You need to straight out ask him if he has any "desire" to have sex.

If he says no, then he may indeed be asexual. Visit the AVEN forums to learn more about it.

If he is asexual, you may want to consider splitting up. Find a man who will enjoy sex with you & also want children.


----------



## fetishwife (Apr 22, 2012)

On the other hand..be aware that a asexual/gray/a person can COMPROMISE....

My wife actually fits the definition of Grey/A EXACTLY...she fits every one of those traits..

It sounds like your husband is not asexual..but Grey/A type....

My wife has compromised with me about this and she offers up quite a lot of sex and also sometimes says out of the blue that she now enjoys it more. In addition, she occasionally will initiate it.

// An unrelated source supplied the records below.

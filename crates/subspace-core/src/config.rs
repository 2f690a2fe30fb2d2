//! Editor configuration.
//!
//! ## Learning: Serde for Serialization
//!
//! `#[serde(default)]` on every section means a config file only needs the
//! keys it changes; everything else falls back to `Default::default()`.

use serde::{Deserialize, Serialize};
use std::collections::HashMap;
use std::path::{Path, PathBuf};
use std::time::Duration;

/// Main editor configuration.
#[derive(Debug, Clone, Default, Serialize, Deserialize)]
#[serde(default)]
pub struct Config {
    /// Editing behavior
    pub editor: EditorConfig,

    /// File handling
    pub files: FileConfig,

    /// Modifier source and key bindings
    pub keyboard: KeyboardConfig,

    /// Notifications
    pub ui: UiConfig,
}

impl Config {
    /// Loads config from the default location, falling back to defaults.
    pub fn load() -> Self {
        match Self::load_from_default_path() {
            Ok(config) => config,
            Err(e) => {
                tracing::warn!("Using default config: {}", e);
                Self::default()
            }
        }
    }

    /// Loads config from a file.
    pub fn load_from(path: impl AsRef<Path>) -> Result<Self, ConfigError> {
        let content = std::fs::read_to_string(path.as_ref())?;
        let config: Self = toml::from_str(&content)?;
        Ok(config)
    }

    fn load_from_default_path() -> Result<Self, ConfigError> {
        let path = Self::default_path()?;
        if path.exists() {
            Self::load_from(&path)
        } else {
            Ok(Self::default())
        }
    }

    /// Returns the default config file path.
    pub fn default_path() -> Result<PathBuf, ConfigError> {
        let config_dir = dirs::config_dir().ok_or(ConfigError::NoConfigDir)?;
        Ok(config_dir.join("subspace").join("config.toml"))
    }

    /// Writes the config to `path`, creating parent directories.
    pub fn save_to(&self, path: impl AsRef<Path>) -> Result<(), ConfigError> {
        let path = path.as_ref();
        if let Some(parent) = path.parent() {
            std::fs::create_dir_all(parent)?;
        }
        let content = toml::to_string_pretty(self)?;
        std::fs::write(path, content)?;
        Ok(())
    }
}

/// Editing behavior configuration.
#[derive(Debug, Clone, Serialize, Deserialize)]
#[serde(default)]
pub struct EditorConfig {
    /// Auto-close brackets and quotes in Insert mode
    pub auto_close: bool,

    /// Rows above and below the cursor covered by the jump overlay
    pub jump_radius: usize,

    /// Rows per page for paging and centring
    pub viewport_height: usize,

    /// Undo history limit
    pub undo_limit: usize,
}

impl Default for EditorConfig {
    fn default() -> Self {
        Self {
            auto_close: true,
            jump_radius: 10,
            viewport_height: 24,
            undo_limit: 1000,
        }
    }
}

/// File handling configuration.
#[derive(Debug, Clone, Serialize, Deserialize)]
#[serde(default)]
pub struct FileConfig {
    /// Write to a sibling temp file, then rename over the target
    pub atomic_save: bool,
}

impl Default for FileConfig {
    fn default() -> Self {
        Self { atomic_save: true }
    }
}

/// Where the Command-mode modifier state comes from.
#[derive(Debug, Clone, Copy, PartialEq, Eq, Default, Serialize, Deserialize)]
#[serde(rename_all = "snake_case")]
pub enum ModifierSource {
    /// A dedicated key flips the mode.
    #[default]
    Toggle,
    /// The Caps Lock LED state (Linux only, falls back to `Toggle`).
    CapsLock,
}

/// Keyboard configuration.
#[derive(Debug, Clone, Serialize, Deserialize)]
#[serde(default)]
pub struct KeyboardConfig {
    pub modifier: ModifierSource,

    /// Key that flips the mode when `modifier = "toggle"`
    pub mode_toggle: String,

    /// Custom key bindings, key string to command name
    pub bindings: HashMap<String, String>,
}

impl Default for KeyboardConfig {
    fn default() -> Self {
        Self {
            modifier: ModifierSource::Toggle,
            mode_toggle: "f2".to_string(),
            bindings: HashMap::new(),
        }
    }
}

/// Notification configuration.
#[derive(Debug, Clone, Serialize, Deserialize)]
#[serde(default)]
pub struct UiConfig {
    /// How long transient notifications stay up, in milliseconds
    pub notification_timeout_ms: u64,
}

impl UiConfig {
    pub fn notification_timeout(&self) -> Duration {
        Duration::from_millis(self.notification_timeout_ms)
    }
}

impl Default for UiConfig {
    fn default() -> Self {
        Self {
            notification_timeout_ms: 3000,
        }
    }
}

/// Configuration errors.
#[derive(Debug, thiserror::Error)]
pub enum ConfigError {
    #[error("Config directory not found")]
    NoConfigDir,

    #[error("IO error: {0}")]
    Io(#[from] std::io::Error),

    #[error("Parse error: {0}")]
    Parse(#[from] toml::de::Error),

    #[error("Serialize error: {0}")]
    Serialize(#[from] toml::ser::Error),
}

So it can be something these people LEARN to like...kinda like I learned to like wine I suppose. I like it when Im in the mood for it, it was an acquired taste, and I could easily live without it....but I think my life is richer for having learned about it and how to experience it.

Also, some people seem to have such a strong experience with food. My wife loves food (although she stays fairly trim and in shape with huge effort on her part)...even food I find old or just not that good...she says "MMMM" it actually is really annoying sometimes...and she talks about the food constantly while we are eating.

In the past I have actually been jealous of her love for food.

On my end, I like food when Im actually hungry, when its really good food I will say "MMM" and Im repulsed by some food.

I have often said my desire for sex is like her desire for food. And my desire for food is like her desire for sex.

Im Gray/A about food!


----------



## Jessica373 (Mar 15, 2013)

I just wanted to give an update and ask for some more opinions..

I decided to try one last time to ask him why he rejects me so much, and why we aren't having sex more than once a month and I always have to initiate.

I expected the usual reaction after trying to have this convo before - shut down, silent treatment, refuse to engage and leave the room, and at first he DID get up and leave. But I did not make any effort to go after him or beg him to stay (like I usually would) and surprisingly, after a few minutes he came back, and opened up for the first time in 12 years about what he thinks his issues are.

I think he could sense that I was approaching the convo differently, and he could tell I was calm, and almost indifferent to his reaction. It made him pay attention. 

He admitted that he thinks he is suffering from long-term depression, and has agreed to get treatment. He claims the depression has been a life-long problem and not related to me. He also confided that his brother got a girl pregnant at a very young age and it really tore their family apart. Since he was like 2 years younger than his brother it really scared him off sex before marriage. We did end up having sex before marriage but he stayed a virgin until 18-19 because of his paranoia of accidental pregnancy. He told me that he does not want kids ever, and he thinks maybe he pulls away when I try to kiss him because the thought of it leading to sex scares him, and every time sex comes up it brings up negative emotions.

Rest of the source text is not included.